Вера бросилась к первому же увиденному лотку с напитками и, втридорога заплатив за воду, наконец утолила жажду. Ей было известно, что до дома, где предлагалась работа, можно дойти пешком минут за сорок, но шёл уже второй час, а туда нужно приходить до полудня. Ночевать на вокзале не хотелось, да и можно ли? Поговорив с продавщицей воды, она узнала, что рядом есть дешёвый отель. Туда она и отправилась. В отеле не было ничего интересного, и Вера всего лишь хотела дождаться утра, чтобы явиться в дом сеньоры Мендес, и если всё получится, то там и остаться хоть на какое-то время. За прошедший день она убедилась, что кочевая жизнь её совсем не привлекает.
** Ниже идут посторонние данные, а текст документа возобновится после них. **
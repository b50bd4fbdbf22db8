use std::fmt::Write;

use chrono::NaiveDate;

use crate::grade::{Grade, Scale};
use crate::models::{DegreeAggregate, Student};

/// Adds an English ordinal suffix to a numeric label ("1" -> "1st").
/// Non-numeric labels come back unchanged.
pub fn ordinal(label: &str) -> String {
    let Ok(number) = label.trim().parse::<i64>() else {
        return label.to_string();
    };

    let suffix = match (number.rem_euclid(100), number.rem_euclid(10)) {
        (11..=13, _) => "th",
        (_, 1) => "st",
        (_, 2) => "nd",
        (_, 3) => "rd",
        _ => "th",
    };
    format!("{}{}", label.trim(), suffix)
}

pub fn semester_label(semester: Option<&str>) -> String {
    match semester {
        Some(value) if !value.trim().is_empty() => format!("{} Semester", ordinal(value)),
        _ => "Semester".to_string(),
    }
}

pub fn conversion_table() -> String {
    let mut output = String::new();
    let _ = writeln!(output, "| Grade | Description | 10-scale | 4.0-scale | Marks |");
    let _ = writeln!(output, "|---|---|---|---|---|");
    for grade in Grade::ALL {
        let _ = writeln!(
            output,
            "| {} | {} | {} | {:.1} | {} |",
            grade,
            grade.description(),
            grade.point(Scale::Ten),
            grade.point(Scale::Four),
            grade.marks_range()
        );
    }
    output
}

fn weighting_note(aggregate: &DegreeAggregate) -> String {
    let terms: Vec<String> = aggregate
        .years
        .iter()
        .enumerate()
        .map(|(index, year)| {
            if year.weight == 1.0 {
                format!("YGPA{}", index + 1)
            } else {
                format!("{}xYGPA{}", year.weight, index + 1)
            }
        })
        .collect();
    let denominator: f64 = aggregate.years.iter().map(|year| year.weight).sum();
    format!("DGPA = ({}) / {}", terms.join(" + "), denominator)
}

pub fn build_report(student: &Student, aggregate: &DegreeAggregate, generated_on: NaiveDate) -> String {
    let mut output = String::new();

    let _ = writeln!(output, "# Degree GPA Report");
    let _ = writeln!(
        output,
        "Prepared for {} (roll {}, registration {}) on {}",
        student.name, student.roll_number, student.registration_number, generated_on
    );
    let _ = writeln!(output);
    let _ = writeln!(output, "## Grade Point Conversion Scale");
    let _ = write!(output, "{}", conversion_table());

    let _ = writeln!(output);
    let _ = writeln!(output, "## Semester Breakdown");

    if aggregate.years.is_empty() {
        let _ = writeln!(output, "No semesters saved yet.");
    }

    for year in aggregate.years.iter() {
        for semester in year.semesters.iter() {
            let _ = writeln!(output);
            let _ = writeln!(
                output,
                "### {} (Year {})",
                semester_label(semester.semester.as_deref()),
                semester.year
            );
            let _ = writeln!(
                output,
                "{} subjects, {} credits, SGPA {:.2} / 10, {:.2} / 4.0",
                semester.subjects.len(),
                semester.totals.credits,
                semester.sgpa10,
                semester.sgpa4
            );
            for subject in semester.subjects.iter() {
                let _ = writeln!(
                    output,
                    "- {} {}: {} credits, grade {} ({} / {:.1})",
                    subject.code,
                    subject.name,
                    subject.credits,
                    subject.grade,
                    subject.grade.point(Scale::Ten),
                    subject.grade.point(Scale::Four)
                );
            }
        }
    }

    let _ = writeln!(output);
    let _ = writeln!(output, "## Yearly GPA");

    if aggregate.years.is_empty() {
        let _ = writeln!(output, "No year groups to aggregate.");
    } else {
        for year in aggregate.years.iter() {
            let _ = writeln!(
                output,
                "- Year {}: YGPA {:.2} / 10, {:.2} / 4.0 across {} credits (weight {})",
                year.year, year.ygpa.ten, year.ygpa.four, year.total_credits, year.weight
            );
        }
    }

    let _ = writeln!(output);
    let _ = writeln!(output, "## Degree GPA");
    let _ = writeln!(
        output,
        "- DGPA: {:.2} / 10, {:.2} / 4.0",
        aggregate.dgpa10, aggregate.dgpa4
    );
    let _ = writeln!(
        output,
        "- {} semesters, {} subjects, {} credits",
        aggregate.semester_count, aggregate.total_subjects, aggregate.total_credits
    );
    if !aggregate.years.is_empty() {
        let _ = writeln!(output, "- {}", weighting_note(aggregate));
    }

    output
}
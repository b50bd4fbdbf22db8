use thiserror::Error;

#[derive(Debug, Clone, PartialEq, Eq, Error)]
pub enum GpaError {
    #[error("invalid grade '{0}' (expected one of O, E, A, B, C, D, F)")]
    InvalidGrade(String),

    #[error("invalid credits {credits} for subject '{subject}' (credits must be positive)")]
    InvalidCredits { subject: String, credits: i32 },

    #[error("unknown grading scale '{0}' (expected 10 or 4.0)")]
    UnknownScale(String),
}
use std::collections::HashMap;

use anyhow::{bail, Context};
use chrono::{DateTime, Utc};
use sqlx::{PgPool, Postgres, Row, Transaction};
use tracing::{debug, info, warn};
use uuid::Uuid;

use crate::gpa;
use crate::grade::{Grade, Scale};
use crate::import;
use crate::models::{Semester, SemesterDraft, Student, Subject};

#[derive(Debug, Default, Clone, Copy)]
pub struct ImportSummary {
    pub created: usize,
    pub replaced: usize,
    pub subjects: usize,
}

pub async fn init_db(pool: &PgPool) -> anyhow::Result<()> {
    sqlx::migrate!("./migrations").run(pool).await?;
    Ok(())
}

fn student_from_row(row: &sqlx::postgres::PgRow) -> Student {
    Student {
        id: row.get("id"),
        name: row.get("name"),
        registration_number: row.get("registration_number"),
        roll_number: row.get("roll_number"),
    }
}

fn registration_details<'a>(
    name: &'a str,
    registration_number: &'a str,
    roll_number: &'a str,
) -> anyhow::Result<(&'a str, &'a str, &'a str)> {
    let details = (name.trim(), registration_number.trim(), roll_number.trim());
    if details.0.is_empty() || details.1.is_empty() || details.2.is_empty() {
        bail!("missing registration details");
    }
    Ok(details)
}

pub async fn register_student(
    pool: &PgPool,
    name: &str,
    registration_number: &str,
    roll_number: &str,
) -> anyhow::Result<Student> {
    let (name, registration_number, roll_number) =
        registration_details(name, registration_number, roll_number)?;

    let existing = sqlx::query(
        "SELECT id FROM transcript_gpa.students WHERE roll_number = $1 OR registration_number = $2",
    )
    .bind(roll_number)
    .bind(registration_number)
    .fetch_optional(pool)
    .await?;
    if existing.is_some() {
        bail!(
            "a student with roll number {roll_number} or registration number \
             {registration_number} is already registered"
        );
    }

    let row = sqlx::query(
        r#"
        INSERT INTO transcript_gpa.students (id, name, registration_number, roll_number)
        VALUES ($1, $2, $3, $4)
        RETURNING id, name, registration_number, roll_number
        "#,
    )
    .bind(Uuid::new_v4())
    .bind(name)
    .bind(registration_number)
    .bind(roll_number)
    .fetch_one(pool)
    .await
    .context("failed to register student")?;

    let student = student_from_row(&row);
    info!(student = %student.id, "registered student");
    Ok(student)
}

pub async fn authenticate(
    pool: &PgPool,
    registration_number: &str,
    roll_number: &str,
) -> anyhow::Result<Student> {
    if registration_number.trim().is_empty() || roll_number.trim().is_empty() {
        bail!("missing credentials");
    }

    let row = sqlx::query(
        "SELECT id, name, registration_number, roll_number \
         FROM transcript_gpa.students WHERE roll_number = $1",
    )
    .bind(roll_number.trim())
    .fetch_optional(pool)
    .await?;

    match row.map(|row| student_from_row(&row)) {
        Some(student) if student.registration_number == registration_number.trim() => {
            debug!(student = %student.id, "credentials accepted");
            Ok(student)
        }
        _ => {
            warn!(roll_number, "rejected credentials");
            bail!("invalid credentials")
        }
    }
}

fn cached_cgpa(subjects: &[Subject]) -> anyhow::Result<(f64, f64)> {
    Ok((
        gpa::semester_gpa(Scale::Ten, subjects)?,
        gpa::semester_gpa(Scale::Four, subjects)?,
    ))
}

async fn insert_subjects(
    tx: &mut Transaction<'_, Postgres>,
    semester_id: Uuid,
    subjects: &[Subject],
) -> anyhow::Result<()> {
    for (position, subject) in subjects.iter().enumerate() {
        sqlx::query(
            r#"
            INSERT INTO transcript_gpa.subjects
            (id, semester_id, position, subject_code, subject_name, credits, grade)
            VALUES ($1, $2, $3, $4, $5, $6, $7)
            "#,
        )
        .bind(Uuid::new_v4())
        .bind(semester_id)
        .bind(position as i32)
        .bind(&subject.code)
        .bind(&subject.name)
        .bind(subject.credits)
        .bind(subject.grade.as_str())
        .execute(&mut **tx)
        .await?;
    }
    Ok(())
}

async fn ensure_owner(
    tx: &mut Transaction<'_, Postgres>,
    student_id: Uuid,
    semester_id: Uuid,
) -> anyhow::Result<()> {
    let owner = sqlx::query_scalar::<_, Uuid>(
        "SELECT student_id FROM transcript_gpa.semesters WHERE id = $1 FOR UPDATE",
    )
    .bind(semester_id)
    .fetch_optional(&mut **tx)
    .await?;

    match owner {
        Some(owner) if owner == student_id => Ok(()),
        _ => bail!("transcript {semester_id} not found for this student"),
    }
}

pub async fn save_semester(
    pool: &PgPool,
    student_id: Uuid,
    draft: &SemesterDraft,
) -> anyhow::Result<Semester> {
    let (grade10_scale_cgpa, grade4_scale_cgpa) = cached_cgpa(&draft.subjects)?;
    let id = Uuid::new_v4();

    let mut tx = pool.begin().await?;
    let created_at: DateTime<Utc> = sqlx::query_scalar(
        r#"
        INSERT INTO transcript_gpa.semesters
        (id, student_id, semester, year, grade10_scale_cgpa, grade4_scale_cgpa)
        VALUES ($1, $2, $3, $4, $5, $6)
        RETURNING created_at
        "#,
    )
    .bind(id)
    .bind(student_id)
    .bind(&draft.semester)
    .bind(&draft.year)
    .bind(grade10_scale_cgpa)
    .bind(grade4_scale_cgpa)
    .fetch_one(&mut *tx)
    .await
    .context("failed to save semester")?;

    insert_subjects(&mut tx, id, &draft.subjects).await?;
    tx.commit().await?;

    info!(student = %student_id, semester = %id, subjects = draft.subjects.len(), "saved semester");
    Ok(Semester {
        id,
        student_id,
        semester: draft.semester.clone(),
        year: draft.year.clone(),
        grade10_scale_cgpa,
        grade4_scale_cgpa,
        created_at,
        subjects: draft.subjects.clone(),
    })
}

/// Replaces every subject of a semester and refreshes its cached CGPAs in
/// one transaction.
pub async fn update_semester(
    pool: &PgPool,
    student_id: Uuid,
    semester_id: Uuid,
    draft: &SemesterDraft,
) -> anyhow::Result<()> {
    let (grade10_scale_cgpa, grade4_scale_cgpa) = cached_cgpa(&draft.subjects)?;

    let mut tx = pool.begin().await?;
    ensure_owner(&mut tx, student_id, semester_id).await?;

    sqlx::query("DELETE FROM transcript_gpa.subjects WHERE semester_id = $1")
        .bind(semester_id)
        .execute(&mut *tx)
        .await?;

    sqlx::query(
        r#"
        UPDATE transcript_gpa.semesters
        SET semester = $2, year = $3, grade10_scale_cgpa = $4, grade4_scale_cgpa = $5
        WHERE id = $1
        "#,
    )
    .bind(semester_id)
    .bind(&draft.semester)
    .bind(&draft.year)
    .bind(grade10_scale_cgpa)
    .bind(grade4_scale_cgpa)
    .execute(&mut *tx)
    .await?;

    insert_subjects(&mut tx, semester_id, &draft.subjects).await?;
    tx.commit().await?;

    info!(student = %student_id, semester = %semester_id, subjects = draft.subjects.len(), "replaced semester subjects");
    Ok(())
}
Конечно, быть прислугой это противоречило всему, что говорил ей дедушка о достойной человека жизни, что значило приносить пользу обществу, а не обслуживать эгоистические интересы отдельных лиц, но сейчас выбирать не приходилось.
Утром, расплатившись за ночлег, Вера пошла тенистыми улочками, застроенными в основном двух- и трёхэтажными домами обеспеченных горожан. Этот район был самым богатым и самым тихим в городе, за исключением его центральной площади и прилегающих к ней улиц, где расположились заведения, необходимые людям с деньгами, где можно дорого поесть и стильно приодеться. Впрочем, там же располагались: университет, общежития для студентов и многоквартирные дома, где проживала по большей части прислуга и обслуга богатых жителей этого района, поэтому только проходя через площадь и окрестности Вере начал немного нравиться этот район. Тут было как-то дружелюбнее, проще и легче, чем в удручающе-скучной череде дорогих ультрамодных особняков, которые несмотря на вложенные в них средства вызывали уныние, а иногда и отвращение, наступающие после первоначального восхищения их ухоженностью и необычностью.
Строения эти выглядели кичливо и зачастую нарочито отрицающими единство архитектурного стиля и какую-никакую связь с прошлым, да и вообще с чем-либо. Однообразие этого в конечном счёте самолюбования и навевало скуку, но оно в большей степени было даже не внешним, а скрывающимся в надменном посыле, заключающемся в следующем: «Здесь живёт пуп земли, и мир существует, только пока он живёт. Только его удивительная личность создаёт в сознании всё, что есть, а без неё ничего нет».
Лишь два громко орущих друг на друга кота, едва-едва оживляли бездушный пейзаж. Они ходили кругами, шипели и взвизгивали, всячески пытаясь устрашить соперника, но всё безрезультатно, поскольку оба были одинаково могучи и злобны.
Немного подивившись про себя непривлекательности богатых улиц, Вера наконец добралась до дома сеньоры Мендес, который находился в старой и, как принято говорить «аристократической» части района, а ту, модную часть, которую ранее прошла Вера, заселяли в основном айтишники и биржевые спекулянты, как она узнала позднее.
Глава 8
Впустила Веру в дом женщина с очень аккуратной укладкой волос, одетая в серую юбку с пиджаком и розовую блузку. Она была похожа на политика во время предвыборной кампании, но это была сеньора Суарес. Она провела посетительницу в небольшую комнатку с письменным столом, сейфом и шкафами.